- About this task
Could you repeat every record exactly as it appears?

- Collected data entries
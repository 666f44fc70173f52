pub mod commands;
pub mod server_command;

use crate::channels::commands::prune_messages::{PruneMessagesCommand, PruneMessagesExecutor};
use crate::channels::commands::rebalance_groups::{
    RebalanceGroupsCommand, RebalanceGroupsExecutor,
};
use crate::channels::server_command::ServerCommand;
use broker::{Broker, BrokerConfig};
use std::sync::Arc;

pub type SharedBroker = Arc<Broker>;

/// Starts the background command pairs: periodic receiver-group rebalancing
/// and message pruning. Each pair is a ticking sender task plus a consumer
/// task executing against the shared broker.
pub fn start(broker: SharedBroker, config: &BrokerConfig) {
    start_channel::<RebalanceGroupsCommand, _>(RebalanceGroupsExecutor, broker.clone(), config);
    start_channel::<PruneMessagesCommand, _>(PruneMessagesExecutor, broker, config);
}

fn start_channel<C, E>(mut executor: E, broker: SharedBroker, config: &BrokerConfig)
where
    C: Send + Sync + 'static,
    E: ServerCommand<C>,
{
    let (sender, receiver) = flume::unbounded::<C>();
    executor.start_command_sender(broker.clone(), config, sender);
    executor.start_command_consumer(broker, config, receiver);
}
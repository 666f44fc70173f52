use crate::server_error::ServerError;
use async_trait::async_trait;
use broker::BrokerConfig;
use figment::providers::{Env, Format, Yaml};
use figment::Figment;
use tracing::{info, warn};

const ENV_PREFIX: &str = "STOPOVER_";

#[async_trait]
pub trait ConfigProvider {
    async fn load_config(&self) -> Result<BrokerConfig, ServerError>;
}

/// Loads the broker configuration from a YAML file, with `STOPOVER_`
/// environment variables layered on top (`__` separates nested keys, e.g.
/// `STOPOVER_GLOBAL__PARTITIONS=4`).
#[derive(Debug)]
pub struct FileConfigProvider {
    path: String,
}

impl FileConfigProvider {
    pub fn new(path: String) -> Self {
        Self { path }
    }
}

#[async_trait]
impl ConfigProvider for FileConfigProvider {
    async fn load_config(&self) -> Result<BrokerConfig, ServerError> {
        info!("Loading config from path: '{}'...", self.path);
        let config = Figment::new()
            .merge(Yaml::file(&self.path))
            .merge(Env::prefixed(ENV_PREFIX).split("__"))
            .extract()?;
        info!("Config loaded from path: '{}'", self.path);
        Ok(config)
    }
}

/// Logs the effective configuration as dotted key=value lines, hiding the
/// contents of any `auth` subtree.
pub fn log_config(config: &BrokerConfig) {
    match serde_json::to_value(config) {
        Ok(value) => log_value("config: ", "", &value),
        Err(error) => warn!("cannot render config: {error}"),
    }
}

fn log_value(prefix: &str, key_prefix: &str, value: &serde_json::Value) {
    if let serde_json::Value::Object(map) = value {
        for (key, child) in map {
            if key == "auth" {
                info!("{prefix}{key_prefix}{key}=<hidden>");
                continue;
            }
            match child {
                serde_json::Value::Object(_) => {
                    log_value(prefix, &format!("{key_prefix}{key}."), child)
                }
                _ => info!("{prefix}{key_prefix}{key}={child}"),
            }
        }
    }
}

#[cfg(test)]
mod tests {
    use super::*;

    #[test]
    fn yaml_overrides_the_defaults() {
        let config: BrokerConfig = Figment::new()
            .merge(Yaml::string(
                r#"
                global:
                  partitions: 4
                  receiver_timeout: 5
                streams:
                  clicks:
                    partitions: 8
                "#,
            ))
            .extract()
            .unwrap();

        assert_eq!(config.global.partitions, 4);
        assert_eq!(config.global.receiver_timeout, 5);
        assert_eq!(config.global.rebalance_interval, 10);
        assert_eq!(config.partitions_for("clicks"), 8);
        assert_eq!(config.partitions_for("views"), 4);
    }

    #[test]
    fn missing_file_falls_back_to_defaults() {
        let config: BrokerConfig = Figment::new()
            .merge(Yaml::file("does-not-exist.yaml"))
            .extract()
            .unwrap();
        assert_eq!(config.global.partitions, 1);
        assert!(config.streams.is_empty());
    }
}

- Answer to the exercise
repository 666f44fc70173f52
pub mod commands;
pub mod server_command;

use crate::channels::commands::prune_messages::{PruneMessagesCommand, PruneMessagesExecutor};
use crate::channels::commands::rebalance_groups::{
    RebalanceGroupsCommand, RebalanceGroupsExecutor,
};
use crate::channels::server_command::ServerCommand;
use broker::{Broker, BrokerConfig};
use std::sync::Arc;

pub type SharedBroker = Arc<Broker>;

/// Starts the background command pairs: periodic receiver-group rebalancing
/// and message pruning. Each pair is a ticking sender task plus a consumer
/// task executing against the shared broker.
pub fn start(broker: SharedBroker, config: &BrokerConfig) {
    start_channel::<RebalanceGroupsCommand, _>(RebalanceGroupsExecutor, broker.clone(), config);
    start_channel::<PruneMessagesCommand, _>(PruneMessagesExecutor, broker, config);
}

fn start_channel<C, E>(mut executor: E, broker: SharedBroker, config: &BrokerConfig)
where
    C: Send + Sync + 'static,
    E: ServerCommand<C>,
{
    let (sender, receiver) = flume::unbounded::<C>();
    executor.start_command_sender(broker.clone(), config, sender);
    executor.start_command_consumer(broker, config, receiver);
}
repository 666f44fc70173f52
use crate::server_error::ServerError;
use async_trait::async_trait;
use broker::BrokerConfig;
use figment::providers::{Env, Format, Yaml};
use figment::Figment;
use tracing::{info, warn};

const ENV_PREFIX: &str = "STOPOVER_";

#[async_trait]
pub trait ConfigProvider {
    async fn load_config(&self) -> Result<BrokerConfig, ServerError>;
}

/// Loads the broker configuration from a YAML file, with `STOPOVER_`
/// environment variables layered on top (`__` separates nested keys, e.g.
/// `STOPOVER_GLOBAL__PARTITIONS=4`).
#[derive(Debug)]
pub struct FileConfigProvider {
    path: String,
}

impl FileConfigProvider {
    pub fn new(path: String) -> Self {
        Self { path }
    }
}

#[async_trait]
impl ConfigProvider for FileConfigProvider {
    async fn load_config(&self) -> Result<BrokerConfig, ServerError> {
        info!("Loading config from path: '{}'...", self.path);
        let config = Figment::new()
            .merge(Yaml::file(&self.path))
            .merge(Env::prefixed(ENV_PREFIX).split("__"))
            .extract()?;
        info!("Config loaded from path: '{}'", self.path);
        Ok(config)
    }
}

/// Logs the effective configuration as dotted key=value lines, hiding the
/// contents of any `auth` subtree.
pub fn log_config(config: &BrokerConfig) {
    match serde_json::to_value(config) {
        Ok(value) => log_value("config: ", "", &value),
        Err(error) => warn!("cannot render config: {error}"),
    }
}

fn log_value(prefix: &str, key_prefix: &str, value: &serde_json::Value) {
    if let serde_json::Value::Object(map) = value {
        for (key, child) in map {
            if key == "auth" {
                info!("{prefix}{key_prefix}{key}=<hidden>");
                continue;
            }
            match child {
                serde_json::Value::Object(_) => {
                    log_value(prefix, &format!("{key_prefix}{key}."), child)
                }
                _ => info!("{prefix}{key_prefix}{key}={child}"),
            }
        }
    }
}

#[cfg(test)]
mod tests {
    use super::*;

    #[test]
    fn yaml_overrides_the_defaults() {
        let config: BrokerConfig = Figment::new()
            .merge(Yaml::string(
                r#"
                global:
                  partitions: 4
                  receiver_timeout: 5
                streams:
                  clicks:
                    partitions: 8
                "#,
            ))
            .extract()
            .unwrap();

        assert_eq!(config.global.partitions, 4);
        assert_eq!(config.global.receiver_timeout, 5);
        assert_eq!(config.global.rebalance_interval, 10);
        assert_eq!(config.partitions_for("clicks"), 8);
        assert_eq!(config.partitions_for("views"), 4);
    }

    #[test]
    fn missing_file_falls_back_to_defaults() {
        let config: BrokerConfig = Figment::new()
            .merge(Yaml::file("does-not-exist.yaml"))
            .extract()
            .unwrap();
        assert_eq!(config.global.partitions, 1);
        assert!(config.streams.is_empty());
    }
}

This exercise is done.